R plongea. L’écran qui séparait l’intérieur du vaisseau du vide de l’espace se colla à sa combinaison, lui offrant une teinte orangée. Le sas faisait aussi office de canon. La pression contenue à l’intérieur se relâcha pour envoyer le corps de R en direction de Sol. À toute vitesse.
Il fallut seulement quelques secondes pour que le corps de R entre dans l’atmosphère. L’écran orange la protégeant de la chaleur, R put se concentrer sur sa cible, qu’elle vit très vite apparaître quelques milliers de mètres plus bas. Lorsqu’elle fut assez proche, son sac libéra un parachute. Elle visa la baie vitrée pour y entrer les deux pieds en avant. Le choc du verre brisé surprit les membres du Conseil, alors R en profita pour se présenter et rassurer son auditoire :
— Bonjour, je suis la Récupératrice. Je viens en paix.
À l’aide de sa craie, elle reproduisit la même porte que celle présente dans l’Unicube, récupéra le conseiller, déposa quelques crédits impériaux pour la réparation de la vitre, et s’enfuit à travers la porte. Mission accomplie.
— Merci beaucoup Récupératrice, lâcha M. Chêne lorsqu’il fut à l’abri dans l’Unicube. Je pensais devoir attendre une unité d’élite, mais vous êtes bien plus efficace.
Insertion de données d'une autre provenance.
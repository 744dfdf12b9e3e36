//! HTTP client for the control plane's connection endpoints.
//!
//! - `GET {base}/connections/{id}` → [`ConnectionContext`]
//! - `GET {base}/connections/resolve?external_id=...` → [`ConnectionResolution`]

use super::{ConnectionContext, ConnectionDirectory, ConnectionResolution};
use crate::error::{WorkerError, WorkerResult};
use anyhow::{Context, Result};
use async_trait::async_trait;
use reqwest::{Client, Response, StatusCode};
use serde::de::DeserializeOwned;
use serde::Deserialize;
use std::time::Duration;
use tracing::debug;

#[derive(Clone, Debug, Deserialize)]
pub struct ControlPlaneConfig {
    pub base_url: String,
    #[serde(default)]
    pub api_token: Option<String>,
    #[serde(default = "default_timeout_seconds")]
    pub timeout_seconds: u64,
}

fn default_timeout_seconds() -> u64 {
    10
}

pub struct ControlPlaneDirectory {
    client: Client,
    config: ControlPlaneConfig,
}

impl ControlPlaneDirectory {
    pub fn new(config: ControlPlaneConfig) -> Result<Self> {
        let client = Client::builder()
            .timeout(Duration::from_secs(config.timeout_seconds))
            .build()
            .context("Failed to build control plane HTTP client")?;
        Ok(Self { client, config })
    }

    fn url(&self, path: &str) -> String {
        format!("{}{}", self.config.base_url.trim_end_matches('/'), path)
    }

    async fn get(&self, url: String) -> WorkerResult<Response> {
        let mut request = self.client.get(&url);
        if let Some(token) = &self.config.api_token {
            request = request.bearer_auth(token);
        }
        debug!(url = %url, "Control plane request");
        request.send().await.map_err(transport_error)
    }
}

fn transport_error(e: reqwest::Error) -> WorkerError {
    if e.is_timeout() {
        WorkerError::Timeout(Duration::ZERO)
    } else {
        WorkerError::Transport(format!("control plane: {}", e))
    }
}

/// Map a non-404 failure status onto the error taxonomy.
fn status_error(status: StatusCode, body: String) -> WorkerError {
    match status {
        StatusCode::UNAUTHORIZED | StatusCode::FORBIDDEN => WorkerError::Authentication {
            message: format!("control plane rejected worker credentials: {}", body),
            requires_reauth: false,
        },
        StatusCode::TOO_MANY_REQUESTS => WorkerError::rate_limited(None),
        s if s.is_server_error() => WorkerError::Upstream {
            status: s.as_u16(),
            message: body,
        },
        s => WorkerError::Validation {
            message: format!("control plane returned {}: {}", s, body),
            field: None,
        },
    }
}

async fn decode<T: DeserializeOwned>(response: Response) -> WorkerResult<T> {
    response
        .json::<T>()
        .await
        .map_err(|e| WorkerError::Malformed(format!("control plane response: {}", e)))
}

#[async_trait]
impl ConnectionDirectory for ControlPlaneDirectory {
    async fn fetch_connection_config(&self, connection_id: &str) -> WorkerResult<ConnectionContext> {
        let url = self.url(&format!("/connections/{}", urlencoding::encode(connection_id)));
        let response = self.get(url).await?;
        match response.status() {
            s if s.is_success() => decode(response).await,
            StatusCode::NOT_FOUND => Err(WorkerError::NotFound(format!("connection '{}'", connection_id))),
            s => Err(status_error(s, response.text().await.unwrap_or_default())),
        }
    }

    async fn resolve_by_external_id(&self, external_id: &str) -> WorkerResult<Option<ConnectionResolution>> {
        let url = self.url(&format!(
            "/connections/resolve?external_id={}",
            urlencoding::encode(external_id)
        ));
        let response = self.get(url).await?;
        match response.status() {
            s if s.is_success() => decode(response).await.map(Some),
            StatusCode::NOT_FOUND => Ok(None),
            s => Err(status_error(s, response.text().await.unwrap_or_default())),
        }
    }
}

#[cfg(test)]
mod tests {
    use super::*;

    fn directory(server: &mockito::Server) -> ControlPlaneDirectory {
        ControlPlaneDirectory::new(ControlPlaneConfig {
            base_url: server.url(),
            api_token: Some("worker-token".to_string()),
            timeout_seconds: 5,
        })
        .unwrap()
    }

    #[tokio::test]
    async fn test_fetch_connection_config() {
        let mut server = mockito::Server::new_async().await;
        let mock = server
            .mock("GET", "/connections/conn-1")
            .match_header("authorization", "Bearer worker-token")
            .with_status(200)
            .with_header("content-type", "application/json")
            .with_body(
                r#"{"connection_id":"conn-1","customer_id":"cust-1","provider":"drive",
                    "credentials":{"access_token":"tok"},"settings":{"sync_files":true}}"#,
            )
            .create_async()
            .await;

        let ctx = directory(&server).fetch_connection_config("conn-1").await.unwrap();
        assert_eq!(ctx.customer_id, "cust-1");
        assert_eq!(ctx.credentials.access_token, "tok");
        assert!(ctx.setting_bool("sync_files", false));
        mock.assert_async().await;
    }

    #[tokio::test]
    async fn test_resolve_not_found_is_none() {
        let mut server = mockito::Server::new_async().await;
        server
            .mock("GET", "/connections/resolve?external_id=ghost%40example.com")
            .with_status(404)
            .create_async()
            .await;

        let resolved = directory(&server).resolve_by_external_id("ghost@example.com").await.unwrap();
        assert!(resolved.is_none());
    }

    #[tokio::test]
    async fn test_server_error_is_retriable() {
        let mut server = mockito::Server::new_async().await;
        server
            .mock("GET", "/connections/conn-1")
            .with_status(503)
            .with_body("maintenance")
            .create_async()
            .await;

        let err = directory(&server).fetch_connection_config("conn-1").await.unwrap_err();
        assert!(matches!(err, WorkerError::Upstream { status: 503, .. }));
        assert!(err.is_retriable());
    }

    #[tokio::test]
    async fn test_unknown_connection_is_terminal() {
        let mut server = mockito::Server::new_async().await;
        server.mock("GET", "/connections/gone").with_status(404).create_async().await;

        let err = directory(&server).fetch_connection_config("gone").await.unwrap_err();
        assert!(!err.is_retriable());
    }
}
R ne répondit pas. Au lieu de ça, elle s’assit à son poste et prit les commandes de son vaisseau. L’Unicube atteignit Abrevion en une trentaine de secondes. Le vaisseau collecta du charbon et revint aussi vite en orbite de Sol.
Dans la tour Lavan, les membres du Conseil se remettaient tout juste de l’attaque terroriste de la Récupératrice. Lorsqu’une capsule vint se planter dans le sol devant leur bureau, ils crurent à une bombe, mais virent très vite le message écrit à la main l’accompagnant : “Voici un morceau de charbon. Chauffez à feu doux. Puis, mélangez-le avec votre carburant habituel. Disposez le tout dans le vaisseau de M. Chêne (on vous en fait cadeau). Vous devriez atteindre Abrevion d’ici quelques jours. R.”
— Ce n’était pas une bonne idée, commenta le conseiller.
— De casser la vitre ?
— Non. De les aider comme ça. Il fallait les laisser se débrouiller. C’est la règle. Sinon on vient en aide à tout le monde, on modifie l’ordre des choses et on finit par devenir un Empire envahisseur. C’est cette distance qui permet à l’Empire de garder la tête froide.
— Les Soliens n’ont pas le même temps que l’Empire. Des vies étaient en jeu et il y a bien assez de place dans la Galaxie pour intégrer quelques milliards de vies en plus sans que ça se retourne contre Petit Empereur.
— Je ferai part de votre action à mon supérieur. Pouvez-vous me déposer sur Ceinture 3 ? J’ai encore une mission à terminer et je dois récupérer un véhicule fonctionnel.
— Vous ne prenez pas de repos après ce qui s’est passé ?
— Oh vous savez, ce n’est pas mon premier enlèvement. Et puis, j’ai encore une planète intéressante à observer.
— Vous passez vite à autre chose. Dites m’en plus sur cette nouvelle planète.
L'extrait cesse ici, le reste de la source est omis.